## Task
Report all lines from the entries below in which "published" appears.

Stored items:

=== Section Start ===

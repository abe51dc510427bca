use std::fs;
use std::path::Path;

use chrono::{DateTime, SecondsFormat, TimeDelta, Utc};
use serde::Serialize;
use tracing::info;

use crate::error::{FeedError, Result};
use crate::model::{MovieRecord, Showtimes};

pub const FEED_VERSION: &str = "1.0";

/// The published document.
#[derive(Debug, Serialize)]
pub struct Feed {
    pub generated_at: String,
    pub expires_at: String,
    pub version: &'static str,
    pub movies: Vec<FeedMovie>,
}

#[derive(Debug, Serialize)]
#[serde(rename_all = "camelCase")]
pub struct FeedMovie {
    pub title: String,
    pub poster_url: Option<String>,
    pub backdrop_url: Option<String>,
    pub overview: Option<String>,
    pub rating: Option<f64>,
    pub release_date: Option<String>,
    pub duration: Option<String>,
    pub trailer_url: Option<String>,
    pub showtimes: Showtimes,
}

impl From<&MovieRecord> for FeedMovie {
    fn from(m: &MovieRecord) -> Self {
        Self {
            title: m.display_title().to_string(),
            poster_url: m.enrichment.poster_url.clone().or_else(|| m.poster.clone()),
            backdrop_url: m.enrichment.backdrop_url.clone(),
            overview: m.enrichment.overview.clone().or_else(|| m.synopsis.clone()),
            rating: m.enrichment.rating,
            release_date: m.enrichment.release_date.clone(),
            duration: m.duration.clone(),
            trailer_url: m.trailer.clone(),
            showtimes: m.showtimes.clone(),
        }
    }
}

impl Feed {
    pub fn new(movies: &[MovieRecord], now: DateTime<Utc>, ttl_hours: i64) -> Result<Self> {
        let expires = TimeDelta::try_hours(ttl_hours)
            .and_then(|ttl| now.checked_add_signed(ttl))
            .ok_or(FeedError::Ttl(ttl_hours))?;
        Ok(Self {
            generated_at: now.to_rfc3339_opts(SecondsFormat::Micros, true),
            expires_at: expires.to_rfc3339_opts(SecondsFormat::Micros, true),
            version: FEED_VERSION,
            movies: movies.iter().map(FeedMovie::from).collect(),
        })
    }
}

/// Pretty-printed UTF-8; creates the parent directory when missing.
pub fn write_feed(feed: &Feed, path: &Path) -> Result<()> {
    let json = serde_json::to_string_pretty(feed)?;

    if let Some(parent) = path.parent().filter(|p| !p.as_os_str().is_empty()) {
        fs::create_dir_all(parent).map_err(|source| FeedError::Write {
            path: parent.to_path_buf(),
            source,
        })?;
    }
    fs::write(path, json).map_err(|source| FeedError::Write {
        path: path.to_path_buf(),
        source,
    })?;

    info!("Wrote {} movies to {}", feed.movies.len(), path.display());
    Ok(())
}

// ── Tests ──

=== Section End ===
=== Section Start ===

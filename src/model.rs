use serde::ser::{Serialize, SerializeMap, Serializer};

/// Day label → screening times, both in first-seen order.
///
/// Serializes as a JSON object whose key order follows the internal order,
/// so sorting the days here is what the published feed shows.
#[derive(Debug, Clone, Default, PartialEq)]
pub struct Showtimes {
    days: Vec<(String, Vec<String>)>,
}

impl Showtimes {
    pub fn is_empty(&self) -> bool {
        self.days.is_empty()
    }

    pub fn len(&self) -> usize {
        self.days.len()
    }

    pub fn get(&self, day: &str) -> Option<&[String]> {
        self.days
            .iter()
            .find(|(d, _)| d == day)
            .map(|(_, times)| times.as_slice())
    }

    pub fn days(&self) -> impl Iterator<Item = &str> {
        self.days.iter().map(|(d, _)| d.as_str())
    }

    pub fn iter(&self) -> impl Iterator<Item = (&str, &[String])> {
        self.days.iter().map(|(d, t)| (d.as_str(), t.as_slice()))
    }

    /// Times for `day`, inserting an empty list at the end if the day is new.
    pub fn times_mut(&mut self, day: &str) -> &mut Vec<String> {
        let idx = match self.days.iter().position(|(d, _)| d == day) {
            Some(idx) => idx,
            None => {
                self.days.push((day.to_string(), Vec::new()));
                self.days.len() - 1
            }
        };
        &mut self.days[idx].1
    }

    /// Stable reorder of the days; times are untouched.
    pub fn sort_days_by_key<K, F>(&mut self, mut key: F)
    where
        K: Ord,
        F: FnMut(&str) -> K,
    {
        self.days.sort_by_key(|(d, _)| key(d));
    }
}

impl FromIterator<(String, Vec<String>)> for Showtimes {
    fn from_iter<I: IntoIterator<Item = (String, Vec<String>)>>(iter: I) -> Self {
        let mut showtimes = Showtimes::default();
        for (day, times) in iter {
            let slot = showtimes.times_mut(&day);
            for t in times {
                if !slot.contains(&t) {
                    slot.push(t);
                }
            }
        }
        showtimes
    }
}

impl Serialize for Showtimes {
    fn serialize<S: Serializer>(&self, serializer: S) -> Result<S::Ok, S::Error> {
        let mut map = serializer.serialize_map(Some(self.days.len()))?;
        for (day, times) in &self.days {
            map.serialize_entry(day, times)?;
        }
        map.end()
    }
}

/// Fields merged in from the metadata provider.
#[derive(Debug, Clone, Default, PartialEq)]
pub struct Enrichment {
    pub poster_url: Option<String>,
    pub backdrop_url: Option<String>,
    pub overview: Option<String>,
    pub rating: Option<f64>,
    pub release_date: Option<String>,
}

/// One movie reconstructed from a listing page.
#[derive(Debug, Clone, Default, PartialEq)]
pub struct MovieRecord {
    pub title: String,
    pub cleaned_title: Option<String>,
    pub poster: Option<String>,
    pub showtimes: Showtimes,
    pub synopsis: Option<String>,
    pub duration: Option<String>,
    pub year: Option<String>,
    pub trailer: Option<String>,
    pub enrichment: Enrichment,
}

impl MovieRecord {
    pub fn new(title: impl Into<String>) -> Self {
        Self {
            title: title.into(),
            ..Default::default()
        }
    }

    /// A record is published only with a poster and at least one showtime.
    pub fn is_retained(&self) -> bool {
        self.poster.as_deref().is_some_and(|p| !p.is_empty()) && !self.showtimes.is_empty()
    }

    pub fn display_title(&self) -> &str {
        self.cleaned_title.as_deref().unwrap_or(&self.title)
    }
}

=== Section End ===
=== Section Start ===

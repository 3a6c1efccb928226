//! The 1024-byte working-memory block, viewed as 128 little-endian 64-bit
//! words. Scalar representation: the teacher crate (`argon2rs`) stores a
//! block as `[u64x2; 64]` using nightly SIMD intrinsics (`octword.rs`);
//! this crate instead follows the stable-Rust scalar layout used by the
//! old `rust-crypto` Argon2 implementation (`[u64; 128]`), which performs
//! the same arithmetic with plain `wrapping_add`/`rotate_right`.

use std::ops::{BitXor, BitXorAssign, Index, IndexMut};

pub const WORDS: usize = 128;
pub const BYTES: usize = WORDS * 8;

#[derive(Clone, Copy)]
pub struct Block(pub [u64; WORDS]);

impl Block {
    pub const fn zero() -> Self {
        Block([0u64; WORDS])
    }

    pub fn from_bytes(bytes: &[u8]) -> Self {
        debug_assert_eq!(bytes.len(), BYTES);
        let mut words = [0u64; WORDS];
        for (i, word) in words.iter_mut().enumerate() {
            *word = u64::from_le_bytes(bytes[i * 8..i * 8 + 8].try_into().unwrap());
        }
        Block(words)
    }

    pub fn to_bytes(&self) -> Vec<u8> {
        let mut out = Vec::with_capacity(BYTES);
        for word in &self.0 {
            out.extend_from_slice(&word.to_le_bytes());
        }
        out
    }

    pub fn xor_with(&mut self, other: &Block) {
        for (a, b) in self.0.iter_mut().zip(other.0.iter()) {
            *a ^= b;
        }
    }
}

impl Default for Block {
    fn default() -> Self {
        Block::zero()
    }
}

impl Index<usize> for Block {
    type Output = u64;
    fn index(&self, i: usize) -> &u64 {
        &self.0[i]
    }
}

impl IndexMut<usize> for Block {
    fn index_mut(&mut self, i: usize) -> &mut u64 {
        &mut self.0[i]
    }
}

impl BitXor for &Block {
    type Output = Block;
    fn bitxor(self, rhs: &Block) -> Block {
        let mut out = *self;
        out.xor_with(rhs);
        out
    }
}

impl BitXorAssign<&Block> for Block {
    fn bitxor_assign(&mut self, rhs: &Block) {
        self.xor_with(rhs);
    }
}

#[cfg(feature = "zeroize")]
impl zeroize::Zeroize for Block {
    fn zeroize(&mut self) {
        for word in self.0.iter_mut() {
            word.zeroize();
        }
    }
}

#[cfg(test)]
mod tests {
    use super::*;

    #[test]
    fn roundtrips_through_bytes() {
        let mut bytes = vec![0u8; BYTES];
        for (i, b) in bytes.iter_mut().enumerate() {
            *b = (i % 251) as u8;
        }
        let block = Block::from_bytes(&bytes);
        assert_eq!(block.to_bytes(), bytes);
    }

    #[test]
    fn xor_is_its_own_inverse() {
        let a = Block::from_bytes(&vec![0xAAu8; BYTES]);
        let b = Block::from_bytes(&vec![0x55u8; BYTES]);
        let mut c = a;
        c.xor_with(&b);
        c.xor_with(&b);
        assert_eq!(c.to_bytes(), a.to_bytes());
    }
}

=== Section End ===

## Exercise result
/// The published document.
/// so sorting the days here is what the published feed shows.
    /// A record is published only with a poster and at least one showtime.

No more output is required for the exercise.